DATA -

——

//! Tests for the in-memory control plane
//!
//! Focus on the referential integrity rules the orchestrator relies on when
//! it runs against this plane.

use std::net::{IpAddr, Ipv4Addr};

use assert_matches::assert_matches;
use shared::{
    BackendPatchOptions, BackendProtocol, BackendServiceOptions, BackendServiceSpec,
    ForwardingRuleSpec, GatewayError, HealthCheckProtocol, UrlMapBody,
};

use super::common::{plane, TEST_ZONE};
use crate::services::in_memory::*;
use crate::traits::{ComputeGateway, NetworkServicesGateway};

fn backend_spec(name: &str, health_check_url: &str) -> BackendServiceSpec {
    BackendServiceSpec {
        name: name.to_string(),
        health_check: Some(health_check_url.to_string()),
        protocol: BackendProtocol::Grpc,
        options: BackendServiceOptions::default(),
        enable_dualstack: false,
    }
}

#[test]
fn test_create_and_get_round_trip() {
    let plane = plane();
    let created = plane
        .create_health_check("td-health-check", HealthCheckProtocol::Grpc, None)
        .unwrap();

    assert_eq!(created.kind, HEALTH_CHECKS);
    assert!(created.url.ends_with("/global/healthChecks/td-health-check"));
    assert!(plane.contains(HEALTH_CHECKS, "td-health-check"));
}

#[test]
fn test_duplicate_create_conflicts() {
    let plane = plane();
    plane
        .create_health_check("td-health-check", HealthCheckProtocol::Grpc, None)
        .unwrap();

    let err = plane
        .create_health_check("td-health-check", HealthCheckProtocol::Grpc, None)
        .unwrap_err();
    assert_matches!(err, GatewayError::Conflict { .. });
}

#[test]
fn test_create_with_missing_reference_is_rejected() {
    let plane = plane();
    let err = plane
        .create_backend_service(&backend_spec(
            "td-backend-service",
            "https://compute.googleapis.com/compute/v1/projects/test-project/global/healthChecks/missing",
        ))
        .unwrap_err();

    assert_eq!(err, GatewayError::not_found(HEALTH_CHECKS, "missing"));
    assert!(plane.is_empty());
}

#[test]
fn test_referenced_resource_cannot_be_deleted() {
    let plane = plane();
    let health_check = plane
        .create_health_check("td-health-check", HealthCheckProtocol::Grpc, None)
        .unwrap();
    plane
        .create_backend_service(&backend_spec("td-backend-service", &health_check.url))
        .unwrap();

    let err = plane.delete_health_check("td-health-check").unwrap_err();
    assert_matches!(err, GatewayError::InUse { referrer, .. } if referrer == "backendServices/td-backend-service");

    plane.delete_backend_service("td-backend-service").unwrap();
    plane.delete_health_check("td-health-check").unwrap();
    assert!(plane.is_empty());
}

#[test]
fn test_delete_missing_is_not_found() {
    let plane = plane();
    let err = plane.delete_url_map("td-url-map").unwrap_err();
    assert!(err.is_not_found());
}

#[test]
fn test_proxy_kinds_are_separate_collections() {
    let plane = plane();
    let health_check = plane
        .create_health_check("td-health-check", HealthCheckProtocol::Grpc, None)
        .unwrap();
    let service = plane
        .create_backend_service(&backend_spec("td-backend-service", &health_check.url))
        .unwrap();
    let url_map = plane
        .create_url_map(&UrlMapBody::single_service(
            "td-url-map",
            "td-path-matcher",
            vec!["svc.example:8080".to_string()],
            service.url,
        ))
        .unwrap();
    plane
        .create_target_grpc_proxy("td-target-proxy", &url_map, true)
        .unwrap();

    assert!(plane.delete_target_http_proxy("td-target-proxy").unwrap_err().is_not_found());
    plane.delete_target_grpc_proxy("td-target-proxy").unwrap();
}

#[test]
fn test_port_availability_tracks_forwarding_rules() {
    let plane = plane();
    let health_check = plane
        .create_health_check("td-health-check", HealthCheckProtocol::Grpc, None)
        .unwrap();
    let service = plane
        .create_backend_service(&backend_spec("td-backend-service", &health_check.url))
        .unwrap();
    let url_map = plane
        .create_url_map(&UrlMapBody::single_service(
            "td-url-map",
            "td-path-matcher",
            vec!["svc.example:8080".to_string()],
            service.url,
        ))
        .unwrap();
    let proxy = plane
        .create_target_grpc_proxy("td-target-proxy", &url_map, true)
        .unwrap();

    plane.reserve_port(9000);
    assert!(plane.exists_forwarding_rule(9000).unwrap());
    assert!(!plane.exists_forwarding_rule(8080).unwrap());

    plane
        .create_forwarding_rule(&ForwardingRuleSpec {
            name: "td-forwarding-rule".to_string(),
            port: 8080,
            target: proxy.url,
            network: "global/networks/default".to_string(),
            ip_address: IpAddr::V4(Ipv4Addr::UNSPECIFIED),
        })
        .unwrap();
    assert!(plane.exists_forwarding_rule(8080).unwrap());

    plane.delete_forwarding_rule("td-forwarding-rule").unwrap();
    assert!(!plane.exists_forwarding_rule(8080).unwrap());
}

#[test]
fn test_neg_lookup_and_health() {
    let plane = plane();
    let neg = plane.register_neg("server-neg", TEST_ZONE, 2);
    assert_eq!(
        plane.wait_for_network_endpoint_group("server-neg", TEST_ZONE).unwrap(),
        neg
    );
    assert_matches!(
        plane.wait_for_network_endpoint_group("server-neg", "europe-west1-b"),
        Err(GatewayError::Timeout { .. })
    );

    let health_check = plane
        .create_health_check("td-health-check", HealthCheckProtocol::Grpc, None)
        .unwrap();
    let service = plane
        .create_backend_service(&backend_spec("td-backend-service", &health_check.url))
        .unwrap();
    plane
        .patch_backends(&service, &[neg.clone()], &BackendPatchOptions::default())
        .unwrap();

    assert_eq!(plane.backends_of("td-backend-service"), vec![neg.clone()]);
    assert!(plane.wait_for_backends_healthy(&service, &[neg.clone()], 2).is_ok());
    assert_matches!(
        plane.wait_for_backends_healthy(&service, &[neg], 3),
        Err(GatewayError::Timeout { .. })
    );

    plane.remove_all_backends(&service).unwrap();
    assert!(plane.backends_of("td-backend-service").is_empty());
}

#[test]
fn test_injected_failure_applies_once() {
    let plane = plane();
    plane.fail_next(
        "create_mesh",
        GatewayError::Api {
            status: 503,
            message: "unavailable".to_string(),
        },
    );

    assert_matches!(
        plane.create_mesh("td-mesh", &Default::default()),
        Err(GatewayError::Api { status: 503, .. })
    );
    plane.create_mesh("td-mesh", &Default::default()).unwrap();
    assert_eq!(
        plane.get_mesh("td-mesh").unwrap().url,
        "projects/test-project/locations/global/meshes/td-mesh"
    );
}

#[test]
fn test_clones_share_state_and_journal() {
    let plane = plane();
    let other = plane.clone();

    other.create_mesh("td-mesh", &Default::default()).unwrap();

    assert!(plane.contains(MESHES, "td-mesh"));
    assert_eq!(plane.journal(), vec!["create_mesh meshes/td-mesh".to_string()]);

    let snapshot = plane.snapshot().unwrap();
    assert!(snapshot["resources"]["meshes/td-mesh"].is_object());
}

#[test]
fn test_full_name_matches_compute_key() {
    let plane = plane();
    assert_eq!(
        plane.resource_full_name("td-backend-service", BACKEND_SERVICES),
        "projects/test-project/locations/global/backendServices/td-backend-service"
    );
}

——

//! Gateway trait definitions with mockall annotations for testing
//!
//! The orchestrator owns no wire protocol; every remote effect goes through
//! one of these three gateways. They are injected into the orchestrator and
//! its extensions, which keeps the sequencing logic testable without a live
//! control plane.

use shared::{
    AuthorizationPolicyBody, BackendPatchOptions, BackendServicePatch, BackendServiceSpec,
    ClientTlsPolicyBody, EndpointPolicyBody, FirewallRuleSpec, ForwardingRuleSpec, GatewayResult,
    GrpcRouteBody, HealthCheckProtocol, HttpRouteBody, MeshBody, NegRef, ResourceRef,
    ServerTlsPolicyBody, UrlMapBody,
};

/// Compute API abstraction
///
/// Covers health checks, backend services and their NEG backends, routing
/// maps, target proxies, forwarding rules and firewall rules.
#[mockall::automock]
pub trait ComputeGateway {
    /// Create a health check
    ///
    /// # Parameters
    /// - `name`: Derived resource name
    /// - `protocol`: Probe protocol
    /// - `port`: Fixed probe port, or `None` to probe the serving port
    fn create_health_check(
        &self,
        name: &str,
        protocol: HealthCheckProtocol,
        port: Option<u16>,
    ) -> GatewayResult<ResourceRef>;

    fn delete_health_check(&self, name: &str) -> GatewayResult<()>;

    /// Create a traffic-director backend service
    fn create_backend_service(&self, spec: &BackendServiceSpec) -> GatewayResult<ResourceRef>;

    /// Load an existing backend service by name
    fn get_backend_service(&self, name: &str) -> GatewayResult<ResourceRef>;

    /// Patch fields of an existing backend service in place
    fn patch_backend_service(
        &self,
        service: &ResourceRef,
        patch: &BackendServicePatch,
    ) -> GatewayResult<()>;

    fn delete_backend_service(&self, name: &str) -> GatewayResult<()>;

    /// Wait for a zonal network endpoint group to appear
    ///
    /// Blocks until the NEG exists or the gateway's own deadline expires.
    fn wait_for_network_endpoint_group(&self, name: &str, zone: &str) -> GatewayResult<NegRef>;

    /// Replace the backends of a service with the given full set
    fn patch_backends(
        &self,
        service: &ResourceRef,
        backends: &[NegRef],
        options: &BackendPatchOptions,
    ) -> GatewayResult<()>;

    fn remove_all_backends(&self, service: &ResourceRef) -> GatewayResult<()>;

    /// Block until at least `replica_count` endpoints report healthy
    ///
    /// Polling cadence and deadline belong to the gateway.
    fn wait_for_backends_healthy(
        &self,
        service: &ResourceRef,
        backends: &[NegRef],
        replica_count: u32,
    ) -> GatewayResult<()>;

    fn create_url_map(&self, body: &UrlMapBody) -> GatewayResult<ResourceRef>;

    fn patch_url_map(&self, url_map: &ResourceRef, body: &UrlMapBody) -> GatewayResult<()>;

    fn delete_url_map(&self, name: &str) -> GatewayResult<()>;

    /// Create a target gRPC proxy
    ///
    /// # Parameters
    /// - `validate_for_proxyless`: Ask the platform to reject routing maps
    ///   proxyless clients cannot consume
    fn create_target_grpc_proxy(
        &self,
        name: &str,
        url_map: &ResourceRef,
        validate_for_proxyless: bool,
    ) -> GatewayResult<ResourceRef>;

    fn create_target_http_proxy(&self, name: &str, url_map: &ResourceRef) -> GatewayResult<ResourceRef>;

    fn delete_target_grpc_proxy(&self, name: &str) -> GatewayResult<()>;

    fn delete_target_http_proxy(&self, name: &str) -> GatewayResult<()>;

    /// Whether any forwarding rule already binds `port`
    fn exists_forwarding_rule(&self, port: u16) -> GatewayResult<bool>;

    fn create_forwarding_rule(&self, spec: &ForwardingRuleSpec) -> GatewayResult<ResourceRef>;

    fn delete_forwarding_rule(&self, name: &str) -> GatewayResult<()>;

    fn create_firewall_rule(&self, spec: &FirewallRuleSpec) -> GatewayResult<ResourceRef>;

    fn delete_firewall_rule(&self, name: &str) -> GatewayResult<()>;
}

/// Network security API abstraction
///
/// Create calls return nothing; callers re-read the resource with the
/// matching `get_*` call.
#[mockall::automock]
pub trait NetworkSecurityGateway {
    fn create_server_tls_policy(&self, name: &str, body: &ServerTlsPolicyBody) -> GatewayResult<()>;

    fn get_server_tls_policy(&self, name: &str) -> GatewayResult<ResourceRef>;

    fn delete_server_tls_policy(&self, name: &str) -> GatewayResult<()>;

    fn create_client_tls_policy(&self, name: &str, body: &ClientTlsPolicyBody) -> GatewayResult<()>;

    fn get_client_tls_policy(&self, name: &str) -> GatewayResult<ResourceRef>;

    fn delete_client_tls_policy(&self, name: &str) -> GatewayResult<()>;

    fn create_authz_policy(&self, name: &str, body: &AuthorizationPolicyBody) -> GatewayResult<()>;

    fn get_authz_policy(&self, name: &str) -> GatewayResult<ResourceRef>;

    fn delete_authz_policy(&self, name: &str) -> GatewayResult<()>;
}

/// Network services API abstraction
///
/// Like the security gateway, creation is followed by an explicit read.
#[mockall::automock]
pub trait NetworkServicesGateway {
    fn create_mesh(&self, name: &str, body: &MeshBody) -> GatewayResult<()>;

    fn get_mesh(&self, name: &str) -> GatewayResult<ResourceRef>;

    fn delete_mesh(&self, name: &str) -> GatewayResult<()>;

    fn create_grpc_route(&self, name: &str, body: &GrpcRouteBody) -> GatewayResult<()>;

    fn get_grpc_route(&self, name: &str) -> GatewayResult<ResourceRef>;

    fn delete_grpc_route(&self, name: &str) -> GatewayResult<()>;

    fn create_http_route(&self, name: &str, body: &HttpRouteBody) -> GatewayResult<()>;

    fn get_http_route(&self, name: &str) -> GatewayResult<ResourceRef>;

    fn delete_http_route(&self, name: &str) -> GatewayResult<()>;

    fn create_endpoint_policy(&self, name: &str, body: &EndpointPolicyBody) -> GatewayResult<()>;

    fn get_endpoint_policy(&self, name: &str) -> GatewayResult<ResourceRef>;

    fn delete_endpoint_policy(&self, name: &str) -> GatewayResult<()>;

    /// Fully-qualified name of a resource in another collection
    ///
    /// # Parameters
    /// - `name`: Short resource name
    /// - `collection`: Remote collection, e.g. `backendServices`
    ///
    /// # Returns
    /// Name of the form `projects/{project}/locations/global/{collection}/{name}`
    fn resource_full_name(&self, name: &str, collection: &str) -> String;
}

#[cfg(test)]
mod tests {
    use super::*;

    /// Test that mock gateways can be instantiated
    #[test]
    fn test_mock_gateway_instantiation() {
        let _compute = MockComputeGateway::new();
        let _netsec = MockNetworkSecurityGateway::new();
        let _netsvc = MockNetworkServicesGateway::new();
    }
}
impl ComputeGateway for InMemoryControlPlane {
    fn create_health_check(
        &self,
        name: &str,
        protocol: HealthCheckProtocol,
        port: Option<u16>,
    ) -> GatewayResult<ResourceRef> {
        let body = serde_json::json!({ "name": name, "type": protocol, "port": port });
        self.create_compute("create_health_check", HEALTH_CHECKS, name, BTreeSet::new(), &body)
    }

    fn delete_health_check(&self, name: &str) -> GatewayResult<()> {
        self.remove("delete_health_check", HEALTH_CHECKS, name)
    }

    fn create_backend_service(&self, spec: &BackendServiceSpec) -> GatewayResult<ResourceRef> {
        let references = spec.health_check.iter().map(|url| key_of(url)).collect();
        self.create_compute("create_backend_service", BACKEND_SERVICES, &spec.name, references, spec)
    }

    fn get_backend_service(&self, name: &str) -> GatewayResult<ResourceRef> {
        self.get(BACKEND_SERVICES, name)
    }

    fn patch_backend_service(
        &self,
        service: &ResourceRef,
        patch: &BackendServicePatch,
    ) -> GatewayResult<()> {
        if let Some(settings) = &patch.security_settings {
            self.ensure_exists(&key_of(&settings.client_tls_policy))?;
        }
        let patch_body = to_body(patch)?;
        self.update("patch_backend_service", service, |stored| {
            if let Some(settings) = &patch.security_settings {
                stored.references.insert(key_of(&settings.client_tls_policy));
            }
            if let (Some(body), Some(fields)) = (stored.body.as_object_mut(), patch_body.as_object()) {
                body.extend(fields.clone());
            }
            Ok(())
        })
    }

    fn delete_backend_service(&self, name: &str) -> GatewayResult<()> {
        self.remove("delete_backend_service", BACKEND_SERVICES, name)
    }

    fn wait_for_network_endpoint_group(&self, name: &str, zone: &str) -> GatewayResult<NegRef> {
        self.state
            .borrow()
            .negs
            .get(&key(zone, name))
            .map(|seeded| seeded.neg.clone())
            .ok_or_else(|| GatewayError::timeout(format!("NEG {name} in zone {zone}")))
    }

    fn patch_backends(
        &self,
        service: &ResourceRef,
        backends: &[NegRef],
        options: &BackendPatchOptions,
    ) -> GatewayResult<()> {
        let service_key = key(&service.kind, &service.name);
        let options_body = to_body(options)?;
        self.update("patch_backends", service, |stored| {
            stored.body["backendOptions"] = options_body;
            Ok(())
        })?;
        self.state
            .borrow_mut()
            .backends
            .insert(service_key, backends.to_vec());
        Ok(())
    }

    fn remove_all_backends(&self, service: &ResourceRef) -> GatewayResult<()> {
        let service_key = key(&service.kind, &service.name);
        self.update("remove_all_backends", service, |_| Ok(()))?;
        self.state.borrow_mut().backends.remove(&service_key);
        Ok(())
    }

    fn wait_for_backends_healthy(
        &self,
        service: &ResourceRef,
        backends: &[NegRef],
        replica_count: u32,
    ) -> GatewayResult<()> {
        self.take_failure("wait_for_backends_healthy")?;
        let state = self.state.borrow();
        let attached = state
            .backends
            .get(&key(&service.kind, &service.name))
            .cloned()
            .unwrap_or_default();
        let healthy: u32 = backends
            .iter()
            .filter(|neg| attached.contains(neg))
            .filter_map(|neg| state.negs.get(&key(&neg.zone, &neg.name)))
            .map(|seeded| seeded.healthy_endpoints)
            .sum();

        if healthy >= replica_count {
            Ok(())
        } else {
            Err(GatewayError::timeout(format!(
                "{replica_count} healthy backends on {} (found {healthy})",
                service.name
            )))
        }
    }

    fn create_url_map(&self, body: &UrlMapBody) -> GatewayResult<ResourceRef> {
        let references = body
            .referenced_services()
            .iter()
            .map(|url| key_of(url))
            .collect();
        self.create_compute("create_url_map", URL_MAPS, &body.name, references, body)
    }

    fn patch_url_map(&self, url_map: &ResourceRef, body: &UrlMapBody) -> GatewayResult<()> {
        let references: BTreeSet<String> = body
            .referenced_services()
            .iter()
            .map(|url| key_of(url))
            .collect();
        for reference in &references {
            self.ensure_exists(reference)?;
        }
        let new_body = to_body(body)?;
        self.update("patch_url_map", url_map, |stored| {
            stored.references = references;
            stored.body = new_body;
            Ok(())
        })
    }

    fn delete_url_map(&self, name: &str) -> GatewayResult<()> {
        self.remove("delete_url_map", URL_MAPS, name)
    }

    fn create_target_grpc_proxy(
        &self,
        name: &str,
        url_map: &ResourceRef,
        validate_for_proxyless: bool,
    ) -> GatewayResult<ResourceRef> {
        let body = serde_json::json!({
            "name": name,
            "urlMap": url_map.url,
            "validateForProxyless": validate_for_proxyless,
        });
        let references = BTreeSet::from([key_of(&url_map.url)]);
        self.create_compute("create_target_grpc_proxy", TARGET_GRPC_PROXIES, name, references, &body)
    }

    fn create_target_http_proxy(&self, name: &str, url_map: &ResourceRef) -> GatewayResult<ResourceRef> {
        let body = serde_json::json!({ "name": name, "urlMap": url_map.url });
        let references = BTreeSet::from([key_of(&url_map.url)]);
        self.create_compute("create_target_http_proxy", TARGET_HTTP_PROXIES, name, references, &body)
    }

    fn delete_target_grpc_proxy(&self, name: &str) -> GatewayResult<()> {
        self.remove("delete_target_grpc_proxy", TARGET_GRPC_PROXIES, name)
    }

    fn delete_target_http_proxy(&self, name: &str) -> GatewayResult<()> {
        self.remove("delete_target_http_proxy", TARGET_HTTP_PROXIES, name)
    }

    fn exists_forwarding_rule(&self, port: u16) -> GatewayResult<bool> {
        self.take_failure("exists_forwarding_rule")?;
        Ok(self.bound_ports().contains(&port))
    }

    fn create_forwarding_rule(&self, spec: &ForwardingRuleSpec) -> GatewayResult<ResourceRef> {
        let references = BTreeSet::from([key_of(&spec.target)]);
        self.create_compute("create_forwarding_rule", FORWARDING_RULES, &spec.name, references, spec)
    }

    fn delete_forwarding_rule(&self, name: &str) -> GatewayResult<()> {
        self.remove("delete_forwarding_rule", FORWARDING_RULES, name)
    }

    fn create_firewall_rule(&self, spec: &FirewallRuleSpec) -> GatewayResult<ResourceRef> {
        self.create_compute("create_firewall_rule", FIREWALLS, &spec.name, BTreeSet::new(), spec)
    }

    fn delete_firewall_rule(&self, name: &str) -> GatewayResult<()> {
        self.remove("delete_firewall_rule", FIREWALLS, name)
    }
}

——

WORK TO BE COMPLETED - Copy each line from the data above that includes "HttpRouteBody".

SOLUTION TO THE PROBLEM -
    GrpcRouteBody, HealthCheckProtocol, HttpRouteBody, MeshBody, NegRef, ResourceRef,
    fn create_http_route(&self, name: &str, body: &HttpRouteBody) -> GatewayResult<()>;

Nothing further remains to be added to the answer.